We have constructed another naive bayes model to anticipate the classification for a specific title of a video via preparing the model
to decide the classification of a video by fitting the counts and target esteems where the counts contain the series of words utilizing
count vectorizer and targets is the count of classification id esteems. The Naive Bayes Algorithm scored an exactness of 85% and
afterward we give a few theoretical titles to foresee for, we embed the titles into naive bayes model and anticipate the categories of
those titles.
A. Model
We developed the AI model utilizing the Random Forest Regressor by taking the labels of the video for anticipating the you tube
We have pre-handled the labels by eliminating the images and prevent words from the labels so we have just the fundamental
words and can stay away from the un-vital words. we have utilized the Count Vectorizer work which gives a straightforward
approach to both tokenize an assortment of text reports and construct a jargon of known words, yet in addition to encode new
archives utilizing that jargon.
So first, we instate the "Count Vectorizer" object, which is scikit-learn's sack of words instrument.
Count Vectorizer accompanies its own choices tonaturally do preprocessing, tokenization, and stop word expulsion. fit_transform ()
completes two capacities: First, it fits the model and learns the jargon; second, it changes our preparation information into highlight
vectors. The contribution to fit_transform ought to be a rundown of strings. Furthermore, we changed over the outcome into a
NumPy exhibit so the computations would besimple.
Then, at that point, Fit the woodland to the preparation set, involving the sack of words as elements and the perspectives names as
the reaction variable and anticipate the quantity of perspectivesby looking at the words in youtube labels.

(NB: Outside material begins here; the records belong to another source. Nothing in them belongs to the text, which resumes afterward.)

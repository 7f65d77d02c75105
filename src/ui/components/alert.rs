//! Fallback alert shown when a message could not be delivered
//!
//! The phone number is the actionable part of the alert, so it is
//! highlighted and never broken across lines.

use ratatui::{
    layout::{Constraint, Flex, Layout, Rect},
    style::{Color, Modifier, Style},
    text::{Line, Span},
    widgets::{Block, Clear, Padding, Paragraph},
    Frame,
};

const ALERT_TITLE: &str = " Message Not Sent ";
const MAX_WIDTH: u16 = 60;
/// Columns of padding inside each side border
const PADDING: u16 = 2;

/// One word of the alert body
#[derive(Debug, Clone, Copy, PartialEq)]
struct Word<'a> {
    text: &'a str,
    style: Style,
    /// Written directly after the previous word, e.g. trailing punctuation
    glued: bool,
}

fn phone_style() -> Style {
    Style::default()
        .fg(Color::Yellow)
        .add_modifier(Modifier::BOLD)
}

/// Split `message` into words, keeping `phone` as a single styled word
fn words<'a>(message: &'a str, phone: &'a str) -> Vec<Word<'a>> {
    let runs: Vec<(&str, Style, bool)> = match message.split_once(phone) {
        Some((before, after)) if !phone.is_empty() => vec![
            (before, Style::default(), false),
            (phone, phone_style(), true),
            (after, Style::default(), false),
        ],
        _ => vec![(message, Style::default(), false)],
    };

    let mut words = Vec::new();
    let mut space_pending = false;
    for (text, style, whole) in runs {
        if whole {
            words.push(Word {
                text,
                style,
                glued: !space_pending && !words.is_empty(),
            });
            space_pending = false;
            continue;
        }

        let mut rest = text;
        loop {
            let trimmed = rest.trim_start();
            space_pending |= trimmed.len() != rest.len();
            if trimmed.is_empty() {
                break;
            }
            let end = trimmed.find(char::is_whitespace).unwrap_or(trimmed.len());
            words.push(Word {
                text: &trimmed[..end],
                style,
                glued: !space_pending && !words.is_empty(),
            });
            space_pending = false;
            rest = &trimmed[end..];
        }
    }
    words
}

/// Greedy wrap; glued words always stay on the line of the word before them
fn wrap(words: &[Word<'_>], max_width: usize) -> Vec<Line<'static>> {
    let mut lines = Vec::new();
    let mut current: Vec<Span<'static>> = Vec::new();
    let mut width = 0;

    for word in words {
        let len = word.text.chars().count();
        if !word.glued && !current.is_empty() {
            if width + 1 + len > max_width {
                lines.push(Line::from(std::mem::take(&mut current)));
                width = 0;
            } else {
                current.push(Span::raw(" "));
                width += 1;
            }
        }
        current.push(Span::styled(word.text.to_string(), word.style));
        width += len;
    }

    if !current.is_empty() || lines.is_empty() {
        lines.push(Line::from(current));
    }
    lines
}

/// Body lines of the alert for a given inner width
fn body_lines(message: &str, phone: &str, max_width: usize) -> Vec<Line<'static>> {
    wrap(&words(message, phone), max_width.max(1))
}

fn hint_line() -> Line<'static> {
    let key = Style::default()
        .fg(Color::Cyan)
        .add_modifier(Modifier::BOLD);
    Line::from(vec![
        Span::raw("Press "),
        Span::styled("Enter", key),
        Span::raw(" or "),
        Span::styled("Esc", key),
        Span::raw(" to dismiss"),
    ])
}

/// Area of `width` x `height` centered in `area`
fn centered(area: Rect, width: u16, height: u16) -> Rect {
    let [row] = Layout::vertical([Constraint::Length(height)])
        .flex(Flex::Center)
        .areas(area);
    let [cell] = Layout::horizontal([Constraint::Length(width)])
        .flex(Flex::Center)
        .areas(row);
    cell
}

/// Render the alert overlay centered on the screen
pub fn render_alert(frame: &mut Frame, message: &str, phone: &str) {
    let area = frame.area();
    let chrome = 2 + 2 * PADDING;
    let inner_max = MAX_WIDTH.min(area.width).saturating_sub(chrome) as usize;

    let mut lines = body_lines(message, phone, inner_max);
    let hint = hint_line();
    let content_width = lines
        .iter()
        .map(Line::width)
        .chain([hint.width(), ALERT_TITLE.chars().count()])
        .max()
        .unwrap_or(0) as u16;
    lines.push(Line::from(""));
    lines.push(hint);

    let width = (content_width + chrome).min(area.width);
    let height = (lines.len() as u16 + 2).min(area.height);
    let dialog_area = centered(area, width, height);

    let block = Block::bordered()
        .title(Line::from(ALERT_TITLE).centered())
        .title_style(Style::default().fg(Color::Red).add_modifier(Modifier::BOLD))
        .border_style(Style::default().fg(Color::Red))
        .padding(Padding::horizontal(PADDING))
        .style(Style::default().bg(Color::Black));

    frame.render_widget(Clear, dialog_area);
    frame.render_widget(Paragraph::new(lines).block(block), dialog_area);
}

International Journal for Research in Applied Science & Engineering Technology (IJRASET)
ISSN: 2321-9653; IC Value: 45.98; SJ Impact Factor: 7.538
Volume 10 Issue VI June 2022- Available at

Fig.8 Prediction of views using RandomForest Regressor

Fig.9 Prediction of category using Naïve Bayes

This paper focuses on the analysis of YouTube data and prediction of YouTube views by considering the tags for a particular video
and also classifying the category of a video by taking the title of video. Random forest regressor was used for the YouTube views
prediction. By analyzing this YouTube data, content creators can get to know the right time at which they can upload the video and
also likewise they can get more inferences from the analysis we have made so that would be helpful for them in order to grow their
we can integrate our model and implement a website so that would be easily accessible to everyone. Recommendation system can
be built for giving title for videos based on categories so that the videos can go trending.